Dongfang is a smallish coastal city on the west coast of Hainan – with one or two main roads, some massive and apparently empty apartment blocks right next to the beach – and some strange swampy area pretty close to the main road. Apart from the birds, to which I will get in a moment, the most interesting aspect of this place for a cynic like me is that it has not one but two Playboy brand stores as well as two different fake Playboy stores, one with the marginally sensible name “Pianoboy” and the other with the puzzling name of “Pinllr boy” (both with fitting, slightly modified versions of the Playboy rabbit as brand logo). In Shanghai, such fake brands more or less vanished more than 10 years ago, but it seems that on Hainan, there still is a space for them.
Playboy is a brand of unexciting clothes – not sure whether there is any connection to Hefner’s empire or whether this brand even exists in the western world. In any case, I find the idea of voluntarily sporting clothes carrying a logo announcing one’s status as a playboy somewhat bizarre. The idea of wearing fake Playboy clothes is even more strange. It is unfortunate to have herpes, but to pretend to have herpes is truly weird.
Anyway, the strange swampy area close to Dongfangs main drag and its associated real and fake Playboy stores has a number of interesting birds – fortunately, none of them displaying any embarrassing brand names. The main reason to come here as a birder is to see White-browed Crake, something which my guide Bella from Alpinebirding (again, no alps anywhere here but who is complaining) fortunately knew.
The HBW reports that until recently several subspecies were commonly recognized, notably brevipes, ocularis, micronesiae, minima, leucophrys, meeki and tannensis, but that the differences are slight and the species is now treated as monotypic. Fine with me – I am always for reducing complexity, whether it makes sense or not.
While rails are generally described as secretive, the Common Moorhen – also a member of the rail family – certainly is not. I guess the red bill is the bird’s equivalent of wearing Playboy branded clothes.
A Little Egret watching over these different rails looked somewhat disillusioned.
Possibly the egret is not happy with the rather provocative hairstyle of its relative, a Yellow Bittern.

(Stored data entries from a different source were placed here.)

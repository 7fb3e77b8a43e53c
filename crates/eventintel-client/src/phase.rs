//! Phase navigation: exactly one named section is visible at a time.

use std::fmt;

#[derive(Debug, Clone, Copy, PartialEq, Eq, Hash, Default)]
pub enum Phase {
    #[default]
    Discovery,
    Attendees,
}

impl Phase {
    pub const ALL: [Phase; 2] = [Phase::Discovery, Phase::Attendees];

    /// Section id, also used as the nav-link anchor (`#phase1`).
    pub fn section_id(&self) -> &'static str {
        match self {
            Phase::Discovery => "phase1",
            Phase::Attendees => "phase2",
        }
    }

    pub fn title(&self) -> &'static str {
        match self {
            Phase::Discovery => "Event Discovery",
            Phase::Attendees => "Attendee Discovery",
        }
    }

    /// Resolve a nav-link href such as `#phase2`.
    pub fn from_href(href: &str) -> Option<Phase> {
        let id = href.strip_prefix('#').unwrap_or(href);
        Phase::ALL.into_iter().find(|p| p.section_id() == id)
    }
}

impl fmt::Display for Phase {
    fn fmt(&self, f: &mut fmt::Formatter<'_>) -> fmt::Result {
        f.write_str(self.section_id())
    }
}

#[derive(Debug, Clone, Copy, PartialEq, Eq, Default)]
pub struct PhaseNav {
    active: Phase,
}

impl PhaseNav {
    pub fn active(&self) -> Phase {
        self.active
    }

    pub fn activate(&mut self, phase: Phase) {
        self.active = phase;
    }

    /// Nav-link click. Unknown anchors leave the current phase in place.
    pub fn navigate(&mut self, href: &str) -> bool {
        match Phase::from_href(href) {
            Some(phase) => {
                self.activate(phase);
                true
            }
            None => false,
        }
    }

    pub fn is_visible(&self, phase: Phase) -> bool {
        self.active == phase
    }
}

#[cfg(test)]
mod tests {
    use super::*;

    #[test]
    fn test_initial_phase_is_first() {
        let nav = PhaseNav::default();
        assert_eq!(nav.active(), Phase::ALL[0]);
    }

    #[test]
    fn test_exactly_one_phase_visible() {
        let mut nav = PhaseNav::default();
        for href in ["#phase2", "#phase1", "#phase2"] {
            assert!(nav.navigate(href));
            let visible = Phase::ALL.iter().filter(|p| nav.is_visible(**p)).count();
            assert_eq!(visible, 1);
        }
        assert_eq!(nav.active(), Phase::Attendees);
    }

    #[test]
    fn test_unknown_anchor_is_ignored() {
        let mut nav = PhaseNav::default();
        nav.activate(Phase::Attendees);
        assert!(!nav.navigate("#settings"));
        assert_eq!(nav.active(), Phase::Attendees);
    }
}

Sensing the disapproval, the Yellow Bittern sneaked away.
And so did we, after buying some food (but no branded clothes) for our stay at Jianfengling, the subject of another post. The closest we got to habitat similar to Dongfang was on the last day of the trip, close to Haikou airport, at Dongzhai. This is an area of narrow, slightly elevated roads passing muddy fields and the occasional fishpond.
Here, nervous Cattle Egrets trying to quit smoking pace restlessly on buffalos.
Crested Myna spend time feeding on plants …
… and then take a Didi (the local version of Uber) to get to the next feeding station.
If the Common Kingfishers of Dongzhai are too colorful for you …
… you can take photos of the Pied Kingfisher as well. Particularly recommended for black and white photography.
Red-billed Starlings are common here as well as in many lowland areas of Hainan. Given the coloration of the bird shown, this is probably a female.
Hainan seems to be pretty much the easternmost region to find the rather widespread Shikra. As it seems to be the custom for birds of prey, its name has been taken by an Indian Navy helicopter base (INS Shikra) and adopted as a mascot by 149 Squadron of the Singaporean Air Force (Wikipedia). Bird information does not get much more irrelevant than this.